Machine Learning–Assisted Airfoil Optimization and Perspectives for Morphing Wing Applications

¹ Process engineering and environment laboratory, FST, Hassan II University, 146, Morocco
² Marie and Louis Pasteur University, UTBM, CNRS, FEMTO-ST Institute, F-90010 Belfort, France

^* Corresponding author: walid.abouzoul@gmail.com

Abstract

The design of high-performance airfoils is central to aerodynamic efficiency in aircraft and aerospace systems. Conventional optimization methods often depend on iterative computational fluid dynamics (CFD) simulations or wind-tunnel experiments, both of which are accurate but costly in time and resources. This paper introduces a machine learning (ML)–assisted framework for airfoil optimization that accelerates design while maintaining predictive reliability.

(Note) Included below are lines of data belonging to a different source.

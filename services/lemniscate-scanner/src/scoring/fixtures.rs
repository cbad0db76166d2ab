//! Bar series shared by indicator and scoring tests.

use chrono::{Days, NaiveDate};

use crate::data::PriceBar;

fn day(i: usize) -> NaiveDate {
    NaiveDate::from_ymd_opt(2026, 1, 1).unwrap() + Days::new(i as u64)
}

fn to_bars(rows: &[(f64, f64, f64, f64, f64)]) -> Vec<PriceBar> {
    rows.iter()
        .enumerate()
        .map(|(i, &(open, high, low, close, volume))| PriceBar {
            date: day(i),
            open,
            high,
            low,
            close,
            volume,
        })
        .collect()
}

/// Straight line of closes moving `step` per bar, one point of wick each side.
pub(crate) fn linear(n: usize, start: f64, step: f64) -> Vec<PriceBar> {
    let mut prev_close = start - step;
    let rows: Vec<_> = (0..n)
        .map(|i| {
            let close = start + step * i as f64;
            let open = prev_close;
            prev_close = close;
            (open, open.max(close) + 0.5, open.min(close) - 0.5, close, 1000.0)
        })
        .collect();
    to_bars(&rows)
}

/// Sixty bars on which every rule of the composite score fires.
///
/// Forty rising bars (one with a deep wick at index 10 so the 50-bar low sits
/// far below), a pullback, a choppy recovery with a spike high at index 50
/// and a volume surge over the final five bars.
pub(crate) fn pinned_sixty_bars() -> Vec<PriceBar> {
    let mut rows = Vec::with_capacity(60);
    let mut prev_close: f64 = 59.5;
    for i in 0..40 {
        let close = 60.0 + i as f64;
        let open = prev_close;
        let low = if i == 10 { 1.0 } else { open.min(close) - 0.5 };
        rows.push((open, open.max(close) + 0.5, low, close, 1000.0));
        prev_close = close;
    }

    let tail = [
        (99.0, 99.5, 96.5, 97.0),
        (97.0, 97.5, 94.5, 95.0),
        (95.0, 95.5, 93.5, 94.0),
        (94.0, 94.5, 92.5, 93.0),
        (93.0, 93.5, 92.0, 92.5),
        (92.5, 93.0, 91.5, 92.0),
        (92.0, 95.5, 91.5, 95.0),
        (95.0, 95.5, 92.0, 92.5),
        (92.5, 97.0, 92.0, 96.5),
        (96.5, 97.0, 93.0, 93.5),
        (93.5, 166.0, 93.0, 97.5),
        (97.5, 98.0, 94.0, 94.5),
        (94.5, 99.0, 94.0, 98.5),
        (98.5, 99.0, 95.0, 95.5),
        (95.5, 100.0, 95.0, 99.5),
        (99.5, 100.0, 96.0, 96.5),
        (96.5, 101.0, 96.0, 100.5),
        (100.5, 101.0, 97.0, 97.5),
        (97.5, 103.5, 97.0, 103.0),
        (103.0, 105.0, 102.5, 104.5),
    ];
    for (j, &(open, high, low, close)) in tail.iter().enumerate() {
        let volume = if 40 + j >= 55 { 3000.0 } else { 1000.0 };
        rows.push((open, high, low, close, volume));
    }

    to_bars(&rows)
}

A dataset of NACA airfoil profiles is used to train surrogate models capable of estimating aerodynamic coefficients. Bayesian optimization then explores the design space to identify profiles with enhanced lift-to-drag ratios. Preliminary results demonstrate that the framework generates improved geometries compared to standard baselines. Beyond static optimization, the paper outlines a conceptual extension of the methodology toward morphing wing applications, where adaptive aerostructures can dynamically transition between configurations to maximize performance. The study is presented as ongoing work, with detailed validation and implementation results reserved for forthcoming publications.